*WHAT TO PRODUCE:*
Look through the data below, and copy each line that carries the word "first".

═══ DATA FOR THIS EXERCISE ═══

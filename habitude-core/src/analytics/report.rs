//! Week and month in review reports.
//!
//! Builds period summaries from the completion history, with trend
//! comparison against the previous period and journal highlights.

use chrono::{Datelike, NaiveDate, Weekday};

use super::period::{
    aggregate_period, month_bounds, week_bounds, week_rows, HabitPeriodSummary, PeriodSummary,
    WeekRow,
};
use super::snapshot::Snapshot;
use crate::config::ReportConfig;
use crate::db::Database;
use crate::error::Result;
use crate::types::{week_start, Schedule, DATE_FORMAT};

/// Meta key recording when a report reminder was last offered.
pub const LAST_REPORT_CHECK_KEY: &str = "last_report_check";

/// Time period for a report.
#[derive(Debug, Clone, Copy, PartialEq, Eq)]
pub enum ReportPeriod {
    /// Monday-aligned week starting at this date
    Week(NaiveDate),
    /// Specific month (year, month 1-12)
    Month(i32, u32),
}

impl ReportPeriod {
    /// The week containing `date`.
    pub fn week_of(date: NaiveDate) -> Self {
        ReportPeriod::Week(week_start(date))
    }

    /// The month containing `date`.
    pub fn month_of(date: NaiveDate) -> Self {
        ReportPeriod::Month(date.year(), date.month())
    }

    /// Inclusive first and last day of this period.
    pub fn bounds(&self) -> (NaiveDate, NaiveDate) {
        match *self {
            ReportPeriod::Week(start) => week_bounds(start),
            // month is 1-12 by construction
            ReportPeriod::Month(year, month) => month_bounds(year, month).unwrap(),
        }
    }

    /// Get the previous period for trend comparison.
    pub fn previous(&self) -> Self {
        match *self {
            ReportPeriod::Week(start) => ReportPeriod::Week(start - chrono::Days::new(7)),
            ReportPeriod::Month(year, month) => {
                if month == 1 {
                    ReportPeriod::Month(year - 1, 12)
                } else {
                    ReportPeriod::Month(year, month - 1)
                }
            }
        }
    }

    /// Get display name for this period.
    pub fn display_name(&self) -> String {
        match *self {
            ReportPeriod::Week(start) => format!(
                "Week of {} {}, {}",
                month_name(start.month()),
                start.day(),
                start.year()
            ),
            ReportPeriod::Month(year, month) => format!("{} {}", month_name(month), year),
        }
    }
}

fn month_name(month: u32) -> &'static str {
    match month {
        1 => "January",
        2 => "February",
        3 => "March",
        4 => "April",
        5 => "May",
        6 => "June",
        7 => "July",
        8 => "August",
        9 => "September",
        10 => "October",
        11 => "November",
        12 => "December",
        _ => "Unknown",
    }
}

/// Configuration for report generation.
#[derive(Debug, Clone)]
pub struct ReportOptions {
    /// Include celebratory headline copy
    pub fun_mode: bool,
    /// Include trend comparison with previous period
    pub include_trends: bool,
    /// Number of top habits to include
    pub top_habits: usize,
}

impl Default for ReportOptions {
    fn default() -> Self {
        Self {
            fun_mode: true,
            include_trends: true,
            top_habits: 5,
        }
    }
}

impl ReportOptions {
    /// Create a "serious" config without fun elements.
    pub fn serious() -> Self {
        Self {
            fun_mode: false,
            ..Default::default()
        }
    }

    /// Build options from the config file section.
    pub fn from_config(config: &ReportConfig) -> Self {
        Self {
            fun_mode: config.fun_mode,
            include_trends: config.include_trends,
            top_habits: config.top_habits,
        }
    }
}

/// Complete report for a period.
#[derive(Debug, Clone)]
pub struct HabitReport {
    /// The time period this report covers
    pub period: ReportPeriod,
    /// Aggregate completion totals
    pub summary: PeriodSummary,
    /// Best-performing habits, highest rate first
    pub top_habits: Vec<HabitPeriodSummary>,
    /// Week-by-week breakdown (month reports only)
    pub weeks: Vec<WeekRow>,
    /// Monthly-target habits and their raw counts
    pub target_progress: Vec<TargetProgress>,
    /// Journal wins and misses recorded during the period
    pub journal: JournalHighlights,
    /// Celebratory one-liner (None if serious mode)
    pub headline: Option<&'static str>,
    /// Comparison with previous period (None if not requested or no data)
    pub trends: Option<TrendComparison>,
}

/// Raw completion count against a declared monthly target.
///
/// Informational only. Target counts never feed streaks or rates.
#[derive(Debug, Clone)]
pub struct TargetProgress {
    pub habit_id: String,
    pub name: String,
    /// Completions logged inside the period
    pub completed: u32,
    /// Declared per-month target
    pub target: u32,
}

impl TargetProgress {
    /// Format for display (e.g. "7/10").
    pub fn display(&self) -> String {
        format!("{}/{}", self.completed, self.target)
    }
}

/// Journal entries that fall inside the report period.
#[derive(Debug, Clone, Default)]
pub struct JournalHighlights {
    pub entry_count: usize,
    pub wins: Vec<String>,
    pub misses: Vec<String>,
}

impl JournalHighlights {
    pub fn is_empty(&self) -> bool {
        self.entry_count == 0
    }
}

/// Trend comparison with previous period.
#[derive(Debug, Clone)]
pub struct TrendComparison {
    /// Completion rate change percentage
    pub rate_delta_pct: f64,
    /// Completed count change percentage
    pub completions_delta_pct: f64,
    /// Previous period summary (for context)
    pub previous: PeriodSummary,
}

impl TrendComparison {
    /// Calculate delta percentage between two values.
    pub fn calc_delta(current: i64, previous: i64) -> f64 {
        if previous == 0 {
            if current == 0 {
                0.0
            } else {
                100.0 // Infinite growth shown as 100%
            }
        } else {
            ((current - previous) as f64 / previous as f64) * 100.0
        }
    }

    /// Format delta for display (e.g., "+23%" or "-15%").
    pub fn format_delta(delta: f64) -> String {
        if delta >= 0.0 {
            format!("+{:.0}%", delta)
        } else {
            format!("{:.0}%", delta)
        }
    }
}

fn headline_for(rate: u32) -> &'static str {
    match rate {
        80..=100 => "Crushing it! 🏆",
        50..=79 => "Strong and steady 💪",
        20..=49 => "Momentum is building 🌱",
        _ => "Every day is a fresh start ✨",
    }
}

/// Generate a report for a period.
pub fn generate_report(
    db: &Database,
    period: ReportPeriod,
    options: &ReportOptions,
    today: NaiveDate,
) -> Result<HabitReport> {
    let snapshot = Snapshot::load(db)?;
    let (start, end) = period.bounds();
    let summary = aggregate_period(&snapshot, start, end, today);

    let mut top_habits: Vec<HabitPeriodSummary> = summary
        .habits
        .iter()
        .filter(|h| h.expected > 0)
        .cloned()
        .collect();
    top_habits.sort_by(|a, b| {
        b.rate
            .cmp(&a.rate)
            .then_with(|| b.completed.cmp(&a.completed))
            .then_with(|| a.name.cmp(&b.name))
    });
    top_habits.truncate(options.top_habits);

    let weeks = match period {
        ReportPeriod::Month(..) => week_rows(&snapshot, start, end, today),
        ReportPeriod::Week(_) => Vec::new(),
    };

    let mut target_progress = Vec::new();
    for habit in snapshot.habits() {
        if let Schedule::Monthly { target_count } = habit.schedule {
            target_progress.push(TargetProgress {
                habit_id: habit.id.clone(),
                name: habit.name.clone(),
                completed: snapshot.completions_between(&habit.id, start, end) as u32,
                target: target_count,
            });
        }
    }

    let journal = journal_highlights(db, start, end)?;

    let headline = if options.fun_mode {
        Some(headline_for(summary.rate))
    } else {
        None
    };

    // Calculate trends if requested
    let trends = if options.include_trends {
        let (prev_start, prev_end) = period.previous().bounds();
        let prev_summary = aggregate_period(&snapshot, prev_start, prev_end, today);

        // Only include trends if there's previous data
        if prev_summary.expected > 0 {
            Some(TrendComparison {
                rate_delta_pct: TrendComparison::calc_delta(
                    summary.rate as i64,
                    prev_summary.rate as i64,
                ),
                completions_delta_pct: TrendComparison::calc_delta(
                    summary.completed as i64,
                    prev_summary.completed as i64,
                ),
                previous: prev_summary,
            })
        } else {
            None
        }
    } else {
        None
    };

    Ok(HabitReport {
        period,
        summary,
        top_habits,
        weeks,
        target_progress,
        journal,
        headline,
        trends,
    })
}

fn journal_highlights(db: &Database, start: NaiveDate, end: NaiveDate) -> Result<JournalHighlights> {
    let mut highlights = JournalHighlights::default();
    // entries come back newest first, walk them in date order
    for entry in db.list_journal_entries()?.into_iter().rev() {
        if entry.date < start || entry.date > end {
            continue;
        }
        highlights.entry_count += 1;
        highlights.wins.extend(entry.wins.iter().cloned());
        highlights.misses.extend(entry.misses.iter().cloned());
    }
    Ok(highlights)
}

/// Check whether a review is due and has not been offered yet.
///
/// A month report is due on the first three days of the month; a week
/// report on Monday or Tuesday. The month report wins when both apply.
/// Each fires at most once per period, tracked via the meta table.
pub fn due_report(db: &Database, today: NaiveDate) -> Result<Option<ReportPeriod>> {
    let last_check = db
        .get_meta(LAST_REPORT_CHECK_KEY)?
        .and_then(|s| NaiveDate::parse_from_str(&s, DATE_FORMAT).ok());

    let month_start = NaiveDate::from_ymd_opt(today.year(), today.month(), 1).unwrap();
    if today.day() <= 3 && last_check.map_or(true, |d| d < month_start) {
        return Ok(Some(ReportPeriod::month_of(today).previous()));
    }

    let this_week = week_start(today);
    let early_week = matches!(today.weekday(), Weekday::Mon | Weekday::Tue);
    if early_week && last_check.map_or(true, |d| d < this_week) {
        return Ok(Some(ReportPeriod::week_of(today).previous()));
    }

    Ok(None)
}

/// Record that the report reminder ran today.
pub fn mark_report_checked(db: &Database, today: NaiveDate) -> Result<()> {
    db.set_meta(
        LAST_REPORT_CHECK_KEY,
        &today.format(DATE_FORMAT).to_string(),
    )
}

═══

*FINISHED EXERCISE:*
    /// Inclusive first and last day of this period.
    /// Best-performing habits, highest rate first
    // entries come back newest first, walk them in date order
/// A month report is due on the first three days of the month; a week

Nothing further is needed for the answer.